The story continues predictably, with the exception of a few elements thrown randomly into the mix. The friends return in time to find that one of the lovers has been turned into a zombie while the other was trapped in a tipped-over portable toilet; hence the money line “I guess you’re in deep shit!” A heavily armed woman named Casper (Ellie Cornell, looking bored) who seems to be from the Coast Guard, comes to the rescue out of nowhere, and the stage is set for a long showdown with the undead. Luckily Captain Kirk levitated off his boat (maybe Scotty beamed him off) before it was overrun by zombies, and now he just happens to have a Rambo-sized stash of weapons on the island already. At that point our (magnificent?) seven stalwarts make for the safety of the house, where they take cover and eventually discover the history of the island and the secrets behind the zombies.

 

“House of the Dead” could have been a fun, if silly, campy romp. Instead, the funniest lines come from actors trying their best not to sound funny (“Maintain alpha alert!”), and the action sequences are horribly misguided both when they are played out like the video games and when they try to be like “The Matrix.” In one scene, Rudy (Jonathan Cherry) is supposed to be conflicted over a friend who died to save his life, but is all better after his girlfriend kisses him.
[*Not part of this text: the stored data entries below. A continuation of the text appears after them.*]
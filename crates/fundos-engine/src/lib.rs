//! Fundos Engine - Facets, filtering and sorting
//!
//! This crate derives everything the user sees from one snapshot of session
//! state: the per-facet counts and the ordered list of visible places.

pub mod facets;
pub mod filter;
pub mod models;
pub mod session;
pub mod sort;

pub use facets::{
    all_districts_selected, compute_facets, prune_stale_districts, select_all_total,
    toggle_all_districts,
};
pub use filter::visible_places;
pub use models::{FacetCounts, View, VisiblePlace};
pub use session::Session;
pub use sort::sort_places;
I guess if you’re 12 years old that seems pretty cool. Likewise, the fight scenes and many camera shots that pan around our characters as they shoot, kick, and chop their way through the zombie horde are boring, and look even sillier in light of the excellent fight scenes in films like “The Matrix.” That zombie only missed Rudy with his sword by two or three feet!  Wow!

 

A few images that are reminiscent of other films: A “Jaws”-like view of a topless raver while swimming (with nudity but no suspense, unlike in Spielberg’s film), and an “homage” to the “Fellowship of the Ring” where Will Sanderson hides underneath an outcropping with a tree, conjuring images of four hobbits hiding from a black rider in exactly the same manner. These scenes are out of place at best, and the inclusion of footage from the game makes the film seem like a 90-minute commercial. 

 

Despite the film’s R rating, it is definitely aimed at crowds younger than 17.  Pubescent audiences looking for guns, girls, gore, and stuff getting blown up will probably be thrilled, but even that might be overestimating what will almost certainly be considered the worst film of 2003.